** THE DATA follows **
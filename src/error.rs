//! Error handling for XML parsing
use super::StrSpan;
use std::path::PathBuf;

/// A result type for XML parsing, which can be either a successful value or an error.
pub type XmlResult<T> = std::result::Result<T, XmlError>;

/// An error that occurred while parsing a document.
#[derive(Debug)]
pub struct XmlError {
    /// The context of the error
    pub context: Box<ErrorContext>,

    /// The kind of error that occurred while parsing a document
    pub kind: XmlErrorKind,
}
impl XmlError {
    /// Creates a new `XmlError`
    #[must_use]
    pub fn new(kind: XmlErrorKind, context: ErrorContext) -> Self {
        Self {
            context: Box::new(context),
            kind,
        }
    }

    /// Adds a path to the error context.
    #[must_use]
    pub fn with_path(mut self, path: PathBuf) -> Self {
        self.context.path = Some(path);
        self
    }
}
impl std::fmt::Display for XmlError {
    fn fmt(&self, f: &mut std::fmt::Formatter<'_>) -> std::fmt::Result {
        write!(f, "{}", self.context)?;

        for line in self.kind.to_string().lines() {
            writeln!(f, "= {line}")?;
        }
        Ok(())
    }
}
impl std::error::Error for XmlError {
    fn source(&self) -> Option<&(dyn std::error::Error + 'static)> {
        std::error::Error::source(&self.kind)
    }
}
impl From<std::io::Error> for XmlError {
    fn from(err: std::io::Error) -> Self {
        Self::new(XmlErrorKind::Io(err), ErrorContext::unlocated())
    }
}

/// The kind of error that occurred while parsing a document.
#[derive(Debug, thiserror::Error)]
pub enum XmlErrorKind {
    /// Another error occurred while parsing the document
    #[error("{0}")]
    Custom(String),

    /// A tag in the document was never closed
    #[error("Unclosed tag: {0}")]
    UnclosedTag(String),

    /// A closing tag did not match the innermost open tag
    #[error("Mismatched closing tag: expected </{expected}>, found </{found}>")]
    MismatchedTag {
        /// Name of the innermost open tag
        expected: String,

        /// Name used by the closing tag
        found: String,
    },

    /// Elements were nested deeper than the parser accepts
    #[error("Elements nested deeper than {0} levels")]
    TooDeep(usize),

    /// File ended unexpectedly
    #[error("End of file reached unexpectedly")]
    UnexpectedEof,

    /// XML tokenization failed
    #[error("XML parser error: {0}")]
    Xml(#[from] xmlparser::Error),

    /// IO error occurred while reading the body
    #[error("IO error: {0}")]
    Io(#[from] std::io::Error),
}

/// Context describing the error location in the source text.
#[derive(Debug, Clone)]
pub struct ErrorContext {
    /// The path to the file that was parsed, if available.
    pub path: Option<PathBuf>,

    /// Full source text that was parsed, for row/col calculation.
    pub source: String,

    /// Text of the offending token.
    pub snippet: String,

    /// Byte offset of the error in the source text, if it has one.
    pub start: Option<usize>,
}
impl ErrorContext {
    /// Creates a new `ErrorContext` with the given source, and span.
    #[must_use]
    pub fn new(source: &str, span: StrSpan<'_>) -> Self {
        Self {
            path: None,
            source: source.to_string(),
            snippet: span.as_str().to_string(),
            start: Some(span.start()),
        }
    }

    /// Creates an `ErrorContext` for errors that have no location in a source text.
    #[must_use]
    pub fn unlocated() -> Self {
        Self {
            path: None,
            source: String::new(),
            snippet: String::new(),
            start: None,
        }
    }

    /// Returns the row and column of the error in the source text.
    /// Unlocated errors report `(1, 1)`.
    #[must_use]
    pub fn position(&self) -> (usize, usize) {
        StrSpan::position_in_text(self.start.unwrap_or_default(), &self.source)
    }
}
impl std::fmt::Display for ErrorContext {
    fn fmt(&self, f: &mut std::fmt::Formatter<'_>) -> std::fmt::Result {
        let path = self.path.as_ref().map(|p| p.display());
        let line = self.snippet.split('\n').next().unwrap_or(&self.snippet);

        if !line.is_empty() {
            writeln!(f, "| {line}")?;
        }

        if self.start.is_some() {
            let (row, col) = self.position();
            write!(f, "= At ")?;

            if let Some(path) = path {
                write!(f, "{path}:")?;
            }

            writeln!(f, "{row}:{col}")?;
        } else if let Some(path) = path {
            writeln!(f, "= In {path}")?;
        }
        Ok(())
    }
}

/// Return early with an `XmlError` located at a span of the source.
macro_rules! bail {
    ($src:expr, $kind:expr) => {
        return Err($crate::error::XmlError::new(
            $kind,
            $crate::error::ErrorContext::new($src, $crate::StrSpan::end($src)),
        ))
    };

    ($src:expr, $span:expr, msg = $($fmt:tt)+) => {
        return Err($crate::error::XmlError::new(
            $crate::error::XmlErrorKind::Custom(format!($($fmt)+)),
            $crate::error::ErrorContext::new($src, $span),
        ))
    };

    ($src:expr, $span:expr, $kind:expr) => {
        return Err($crate::error::XmlError::new(
            $kind,
            $crate::error::ErrorContext::new($src, $span),
        ))
    };
}
pub(crate) use bail;

#[cfg(test)]
mod tests {
    use super::*;

    #[test]
    fn test_display_with_position() {
        let src = "<a>\n<b></c>";
        let err = XmlError::new(
            XmlErrorKind::MismatchedTag {
                expected: "b".to_string(),
                found: "c".to_string(),
            },
            ErrorContext::new(src, StrSpan::new("</c>", 7)),
        );

        let text = err.to_string();
        assert_eq!(
            text,
            "| </c>\n= At 2:4\n= Mismatched closing tag: expected </b>, found </c>\n"
        );
    }

    #[test]
    fn test_display_with_path() {
        let io = std::io::Error::new(std::io::ErrorKind::NotFound, "no such file");
        let err = XmlError::from(io).with_path(PathBuf::from("body.xml"));

        assert_eq!(err.to_string(), "= In body.xml\n= IO error: no such file\n");
    }

    #[test]
    fn test_display_at_first_byte() {
        let err = XmlError::new(
            XmlErrorKind::UnexpectedEof,
            ErrorContext::new("</a>", StrSpan::new("</a>", 0)),
        );

        assert_eq!(
            err.to_string(),
            "| </a>\n= At 1:1\n= End of file reached unexpectedly\n"
        );
    }

    #[test]
    fn test_display_at_end_of_multibyte_text() {
        let src = "<a>caf\u{e9}";
        let err = XmlError::new(
            XmlErrorKind::UnexpectedEof,
            ErrorContext::new(src, StrSpan::end(src)),
        );

        assert_eq!(
            err.to_string(),
            "= At 1:8\n= End of file reached unexpectedly\n"
        );
    }
}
** End of THE DATA **
-- TO DO --
I need each line above reproduced exactly.

-- SOLUTION FOR THIS EXERCISE --
filename src/error.rs
//! Error handling for XML parsing
use super::StrSpan;
use std::path::PathBuf;

/// A result type for XML parsing, which can be either a successful value or an error.
pub type XmlResult<T> = std::result::Result<T, XmlError>;

/// An error that occurred while parsing a document.
#[derive(Debug)]
pub struct XmlError {
    /// The context of the error
    pub context: Box<ErrorContext>,

    /// The kind of error that occurred while parsing a document
    pub kind: XmlErrorKind,
}
impl XmlError {
    /// Creates a new `XmlError`
    #[must_use]
    pub fn new(kind: XmlErrorKind, context: ErrorContext) -> Self {
        Self {
            context: Box::new(context),
            kind,
        }
    }

    /// Adds a path to the error context.
    #[must_use]
    pub fn with_path(mut self, path: PathBuf) -> Self {
        self.context.path = Some(path);
        self
    }
}
impl std::fmt::Display for XmlError {
    fn fmt(&self, f: &mut std::fmt::Formatter<'_>) -> std::fmt::Result {
        write!(f, "{}", self.context)?;

        for line in self.kind.to_string().lines() {
            writeln!(f, "= {line}")?;
        }
        Ok(())
    }
}
impl std::error::Error for XmlError {
    fn source(&self) -> Option<&(dyn std::error::Error + 'static)> {
        std::error::Error::source(&self.kind)
    }
}
impl From<std::io::Error> for XmlError {
    fn from(err: std::io::Error) -> Self {
        Self::new(XmlErrorKind::Io(err), ErrorContext::unlocated())
    }
}

/// The kind of error that occurred while parsing a document.
#[derive(Debug, thiserror::Error)]
pub enum XmlErrorKind {
    /// Another error occurred while parsing the document
    #[error("{0}")]
    Custom(String),

    /// A tag in the document was never closed
    #[error("Unclosed tag: {0}")]
    UnclosedTag(String),

    /// A closing tag did not match the innermost open tag
    #[error("Mismatched closing tag: expected </{expected}>, found </{found}>")]
    MismatchedTag {
        /// Name of the innermost open tag
        expected: String,

        /// Name used by the closing tag
        found: String,
    },

    /// Elements were nested deeper than the parser accepts
    #[error("Elements nested deeper than {0} levels")]
    TooDeep(usize),

    /// File ended unexpectedly
    #[error("End of file reached unexpectedly")]
    UnexpectedEof,

    /// XML tokenization failed
    #[error("XML parser error: {0}")]
    Xml(#[from] xmlparser::Error),

    /// IO error occurred while reading the body
    #[error("IO error: {0}")]
    Io(#[from] std::io::Error),
}

/// Context describing the error location in the source text.
#[derive(Debug, Clone)]
pub struct ErrorContext {
    /// The path to the file that was parsed, if available.
    pub path: Option<PathBuf>,

    /// Full source text that was parsed, for row/col calculation.
    pub source: String,

    /// Text of the offending token.
    pub snippet: String,

    /// Byte offset of the error in the source text, if it has one.
    pub start: Option<usize>,
}
impl ErrorContext {
    /// Creates a new `ErrorContext` with the given source, and span.
    #[must_use]
    pub fn new(source: &str, span: StrSpan<'_>) -> Self {
        Self {
            path: None,
            source: source.to_string(),
            snippet: span.as_str().to_string(),
            start: Some(span.start()),
        }
    }

    /// Creates an `ErrorContext` for errors that have no location in a source text.
    #[must_use]
    pub fn unlocated() -> Self {
        Self {
            path: None,
            source: String::new(),
            snippet: String::new(),
            start: None,
        }
    }

    /// Returns the row and column of the error in the source text.
    /// Unlocated errors report `(1, 1)`.
    #[must_use]
    pub fn position(&self) -> (usize, usize) {
        StrSpan::position_in_text(self.start.unwrap_or_default(), &self.source)
    }
}
impl std::fmt::Display for ErrorContext {
    fn fmt(&self, f: &mut std::fmt::Formatter<'_>) -> std::fmt::Result {
        let path = self.path.as_ref().map(|p| p.display());
        let line = self.snippet.split('\n').next().unwrap_or(&self.snippet);

        if !line.is_empty() {
            writeln!(f, "| {line}")?;
        }

        if self.start.is_some() {
            let (row, col) = self.position();
            write!(f, "= At ")?;

            if let Some(path) = path {
                write!(f, "{path}:")?;
            }

            writeln!(f, "{row}:{col}")?;
        } else if let Some(path) = path {
            writeln!(f, "= In {path}")?;
        }
        Ok(())
    }
}

/// Return early with an `XmlError` located at a span of the source.
macro_rules! bail {
    ($src:expr, $kind:expr) => {
        return Err($crate::error::XmlError::new(
            $kind,
            $crate::error::ErrorContext::new($src, $crate::StrSpan::end($src)),
        ))
    };

    ($src:expr, $span:expr, msg = $($fmt:tt)+) => {
        return Err($crate::error::XmlError::new(
            $crate::error::XmlErrorKind::Custom(format!($($fmt)+)),
            $crate::error::ErrorContext::new($src, $span),
        ))
    };

    ($src:expr, $span:expr, $kind:expr) => {
        return Err($crate::error::XmlError::new(
            $kind,
            $crate::error::ErrorContext::new($src, $span),
        ))
    };
}
pub(crate) use bail;

#[cfg(test)]
mod tests {
    use super::*;

    #[test]
    fn test_display_with_position() {
        let src = "<a>\n<b></c>";
        let err = XmlError::new(
            XmlErrorKind::MismatchedTag {
                expected: "b".to_string(),
                found: "c".to_string(),
            },
            ErrorContext::new(src, StrSpan::new("</c>", 7)),
        );

        let text = err.to_string();
        assert_eq!(
            text,
            "| </c>\n= At 2:4\n= Mismatched closing tag: expected </b>, found </c>\n"
        );
    }

    #[test]
    fn test_display_with_path() {
        let io = std::io::Error::new(std::io::ErrorKind::NotFound, "no such file");
        let err = XmlError::from(io).with_path(PathBuf::from("body.xml"));

        assert_eq!(err.to_string(), "= In body.xml\n= IO error: no such file\n");
    }

    #[test]
    fn test_display_at_first_byte() {
        let err = XmlError::new(
            XmlErrorKind::UnexpectedEof,
            ErrorContext::new("</a>", StrSpan::new("</a>", 0)),
        );

        assert_eq!(
            err.to_string(),
            "| </a>\n= At 1:1\n= End of file reached unexpectedly\n"
        );
    }

    #[test]
    fn test_display_at_end_of_multibyte_text() {
        let src = "<a>caf\u{e9}";
        let err = XmlError::new(
            XmlErrorKind::UnexpectedEof,
            ErrorContext::new(src, StrSpan::end(src)),
        );

        assert_eq!(
            err.to_string(),
            "= At 1:8\n= End of file reached unexpectedly\n"
        );
    }
}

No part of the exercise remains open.